# Problem statement:
Each line from the one that contains "pub async fn within<F: Future>(timeout: Duration, future: F)" through the end of the entries should be repeated exactly, with nothing added.
### Extracted material ###
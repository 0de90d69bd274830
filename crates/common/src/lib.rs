/**
 * Authentication principals.
 *  - name / secret pairs parsed from "name:secret" tokens
 *  - compiled address matchers deciding which
 *    remote addresses a principal may connect from
 */
pub mod principal;
/**
 * Concurrent, snapshot-swapping index of principals.
 * Readers always see one complete generation;
 *  reloads publish a new generation in a single swap.
 */
pub mod principal_set;

pub mod prelude {
    pub use crate::principal::{
        compile_address_patterns, parse_auth, AddressMatcher, CredentialError, Principal,
    };
    pub use crate::principal_set::{PrincipalSet, Snapshot};
}
//! # Principals
//!
//! A principal is an authentication identity: a name, an opaque secret, and
//! the list of remote-address matchers it is allowed to connect from.
//!
//! ## Address rules
//!
//! - `""` or `"*"` compile to [`AddressMatcher::AllowAll`]
//! - anything else is a regular expression searched within the remote address
//! - a principal with **no** matchers rejects every address
//!
//! Secrets are compared as-is; they are never hashed or cached here.

mod credentials;
mod matcher;

pub use credentials::parse_auth;
pub use matcher::{compile_address_patterns, AddressMatcher};

#[derive(Debug, Clone, PartialEq, thiserror::Error)]
pub enum CredentialError {
    #[error("invalid name:secret string: missing ':' separator")]
    MissingSeparator,
    #[error("invalid name:secret string: empty name")]
    EmptyName,
    #[error("invalid address pattern {pattern:?}: {source}")]
    InvalidAddressPattern {
        pattern: String,
        #[source]
        source: regex::Error,
    },
}

/// An authentication identity.
#[derive(Clone)]
pub struct Principal {
    name: String,
    secret: String,
    address_matchers: Vec<AddressMatcher>,
}

impl Principal {
    pub fn new(
        name: impl Into<String>,
        secret: impl Into<String>,
        address_matchers: Vec<AddressMatcher>,
    ) -> Self {
        Self {
            name: name.into(),
            secret: secret.into(),
            address_matchers,
        }
    }

    /// Build a principal from a `name:secret` token and its raw address patterns.
    pub fn from_entry<I, S>(token: &str, patterns: I) -> Result<Self, CredentialError>
    where
        I: IntoIterator<Item = S>,
        S: AsRef<str>,
    {
        let (name, secret) = parse_auth(token)?;
        let address_matchers = compile_address_patterns(patterns)?;
        Ok(Self::new(name, secret, address_matchers))
    }

    pub fn name(&self) -> &str {
        &self.name
    }

    pub fn secret(&self) -> &str {
        &self.secret
    }

    pub fn address_matchers(&self) -> &[AddressMatcher] {
        &self.address_matchers
    }

    /// Whether `address` is accepted by any of this principal's matchers.
    pub fn has_access(&self, address: &str) -> bool {
        self.address_matchers.iter().any(|m| m.matches(address))
    }

    /// Secret and address check in one call.
    pub fn authorize(&self, secret: &str, address: &str) -> bool {
        self.secret == secret && self.has_access(address)
    }
}

// secrets stay out of logs
impl std::fmt::Debug for Principal {
    fn fmt(&self, f: &mut std::fmt::Formatter<'_>) -> std::fmt::Result {
        f.debug_struct("Principal")
            .field("name", &self.name)
            .field("secret", &"<redacted>")
            .field(
                "address_matchers",
                &self
                    .address_matchers
                    .iter()
                    .map(AddressMatcher::as_str)
                    .collect::<Vec<_>>(),
            )
            .finish()
    }
}
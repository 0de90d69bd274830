//! Principal sources.
//!
//! A source knows how to derive the full list of principals from somewhere
//! (a JSON file, a Postgres table) and publish it into a [`PrincipalSet`] in
//! one swap. It also knows how to wait for changes and reload until shutdown.
//!
//! Reload failures never touch the published snapshot: a source stages the
//! complete list first and only calls [`PrincipalSet::replace_all`] once
//! every entry parsed and compiled.
//!
//! [`PrincipalSet`]: common::principal_set::PrincipalSet
//! [`PrincipalSet::replace_all`]: common::principal_set::PrincipalSet::replace_all

mod database;
mod file;

use std::path::PathBuf;

use async_trait::async_trait;
use tokio::sync::watch;

use common::principal::CredentialError;

pub use database::{validate_table_name, DatabaseSource, UserRow, DEFAULT_TABLE, NOTIFY_CHANNEL};
pub use file::FileSource;

#[async_trait]
pub trait PrincipalSource: Send + Sync {
    /// Human readable origin used in logs and errors. Never includes credentials.
    fn origin(&self) -> String;

    /// Read the source and publish a fresh snapshot.
    ///
    /// Returns the number of principals in the published snapshot.
    async fn load(&self) -> Result<usize, SourceError>;

    /// Wait for changes and reload on each one until `shutdown` fires.
    ///
    /// Reload failures are logged and swallowed; only failures of the
    /// watch itself are returned.
    async fn watch(&self, shutdown: watch::Receiver<()>) -> Result<(), SourceError>;

    /// [`PrincipalSource::load`], logging the outcome instead of returning it.
    async fn reload(&self) {
        match self.load().await {
            Ok(count) => {
                tracing::info!(origin = %self.origin(), count, "principals reloaded");
            }
            Err(e) => {
                tracing::warn!(
                    origin = %self.origin(),
                    error = %e,
                    "failed to reload principals, keeping previous snapshot"
                );
            }
        }
    }
}

#[derive(Debug, thiserror::Error)]
pub enum SourceError {
    #[error("auth file path is not set")]
    MissingPath,

    #[error("auth file path {0:?} does not name a file")]
    NotAFile(PathBuf),

    #[error("failed to read auth file {path:?}: {source}")]
    Read {
        path: PathBuf,
        #[source]
        source: std::io::Error,
    },

    #[error("invalid JSON in auth file {path:?}: {source}")]
    InvalidJson {
        path: PathBuf,
        #[source]
        source: serde_json::Error,
    },

    #[error("invalid principal in {origin}: {source}")]
    InvalidPrincipal {
        origin: String,
        #[source]
        source: CredentialError,
    },

    #[error("invalid table name: {0:?}")]
    InvalidTableName(String),

    #[error("database error: {0}")]
    Database(#[from] sqlx::Error),

    #[error("file watch error: {0}")]
    Watch(#[from] notify::Error),

    #[error("file watch on directory {0:?} was lost")]
    WatchLost(PathBuf),
}
use std::path::PathBuf;
use std::time::Duration;

pub use clap::Parser;
use url::Url;

use service::{Config, ReconnectConfig, SourceConfig};

/// Warden - live directory of authentication principals
#[derive(Parser, Debug)]
#[command(name = "warden", author, version, about, long_about = None)]
pub struct Args {
    /// JSON auth file mapping "name:secret" to allowed address patterns
    #[arg(long, conflicts_with = "database_url", required_unless_present = "database_url")]
    pub auth_file: Option<PathBuf>,

    /// Postgres connection string for the principal table
    #[arg(long, env = "WARDEN_DATABASE_URL")]
    pub database_url: Option<Url>,

    /// Table holding username, password and optional addresses columns
    #[arg(long, requires = "database_url")]
    pub table: Option<String>,

    /// Log level (error, warn, info, debug, trace)
    #[arg(long, default_value = "info")]
    pub log_level: tracing::Level,

    /// Directory for log files (logs to stdout only if not set)
    #[arg(long)]
    pub log_dir: Option<PathBuf>,

    /// Initial delay before restarting a failed watch/listen task
    #[arg(long, default_value_t = 1_000)]
    pub min_backoff_ms: u64,

    /// Upper bound for the restart delay
    #[arg(long, default_value_t = 60_000)]
    pub max_backoff_ms: u64,
}

impl Args {
    pub fn into_config(self) -> anyhow::Result<Config> {
        let source = match (self.auth_file, self.database_url) {
            (Some(path), _) => SourceConfig::File { path },
            (None, Some(url)) => SourceConfig::Database {
                url,
                table: self.table,
            },
            (None, None) => anyhow::bail!("either --auth-file or --database-url is required"),
        };

        let min_backoff = Duration::from_millis(self.min_backoff_ms);
        Ok(Config {
            source,
            reconnect: ReconnectConfig {
                min_backoff,
                max_backoff: Duration::from_millis(self.max_backoff_ms).max(min_backoff),
            },
            log_level: self.log_level,
            log_dir: self.log_dir,
        })
    }
}

#[cfg(test)]
mod tests {
    use super::*;

    #[test]
    fn test_auth_file_config() {
        let args = Args::try_parse_from(["warden", "--auth-file", "/etc/warden/users.json"]).unwrap();
        let config = args.into_config().unwrap();
        match config.source {
            SourceConfig::File { path } => assert_eq!(path, PathBuf::from("/etc/warden/users.json")),
            other => panic!("expected file source, got {other:?}"),
        }
        assert_eq!(config.log_level, tracing::Level::INFO);
        assert_eq!(config.reconnect.min_backoff, Duration::from_secs(1));
        assert_eq!(config.reconnect.max_backoff, Duration::from_secs(60));
    }

    #[test]
    fn test_database_config() {
        let args = Args::try_parse_from([
            "warden",
            "--database-url",
            "postgres://warden@localhost/auth",
            "--table",
            "accounts",
            "--log-level",
            "debug",
        ])
        .unwrap();
        let config = args.into_config().unwrap();
        match config.source {
            SourceConfig::Database { url, table } => {
                assert_eq!(url.scheme(), "postgres");
                assert_eq!(table.as_deref(), Some("accounts"));
            }
            other => panic!("expected database source, got {other:?}"),
        }
        assert_eq!(config.log_level, tracing::Level::DEBUG);
    }

    #[test]
    fn test_sources_are_mutually_exclusive() {
        let result = Args::try_parse_from([
            "warden",
            "--auth-file",
            "users.json",
            "--database-url",
            "postgres://localhost/auth",
        ]);
        assert!(result.is_err());
    }

    #[test]
    fn test_table_requires_database() {
        let result =
            Args::try_parse_from(["warden", "--auth-file", "users.json", "--table", "users"]);
        assert!(result.is_err());
    }

    #[test]
    fn test_malformed_database_url_is_rejected() {
        let result = Args::try_parse_from(["warden", "--database-url", "not a url"]);
        assert!(result.is_err());
    }

    #[test]
    fn test_max_backoff_never_below_min() {
        let args = Args::try_parse_from([
            "warden",
            "--auth-file",
            "users.json",
            "--min-backoff-ms",
            "5000",
            "--max-backoff-ms",
            "100",
        ])
        .unwrap();
        let config = args.into_config().unwrap();
        assert_eq!(config.reconnect.max_backoff, Duration::from_secs(5));
    }
}
//! Shared test utilities for source and directory integration tests
#![allow(dead_code)]

use std::future::Future;
use std::path::PathBuf;
use std::time::Duration;

use tempfile::TempDir;

/// The two-principal auth file used throughout the tests
pub const ALICE_AND_BOB: &str = r#"{"alice:secret1": ["10\\.0\\.0\\.1", "*"], "bob:secret2": []}"#;

/// Addresses probed when comparing matcher behaviour
pub const PROBE_ADDRESSES: [&str; 6] = [
    "10.0.0.1:5000",
    "10.0.0.2:5000",
    "192.168.1.7:22",
    "[::1]:8080",
    "",
    "garbage",
];

/// Write `contents` to a fresh auth file inside a temporary directory
pub fn auth_file(contents: &str) -> (PathBuf, TempDir) {
    let temp_dir = TempDir::new().unwrap();
    let path = temp_dir.path().join("users.json");
    std::fs::write(&path, contents).unwrap();
    (path, temp_dir)
}

/// Poll `condition` until it holds or `timeout` elapses
pub async fn eventually<F>(timeout: Duration, mut condition: F) -> bool
where
    F: FnMut() -> bool,
{
    let deadline = tokio::time::Instant::now() + timeout;
    while tokio::time::Instant::now() < deadline {
        if condition() {
            return true;
        }
        tokio::time::sleep(Duration::from_millis(25)).await;
    }
    condition()
}

/// Await `future`, failing the test if it takes longer than `timeout`
pub async fn within<F: Future>(timeout: Duration, future: F) -> F::Output {
    tokio::time::timeout(timeout, future)
        .await
        .expect("operation timed out")
}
###
# Finished exercise:
pub async fn within<F: Future>(timeout: Duration, future: F) -> F::Output {
    tokio::time::timeout(timeout, future)
        .await
        .expect("operation timed out")
}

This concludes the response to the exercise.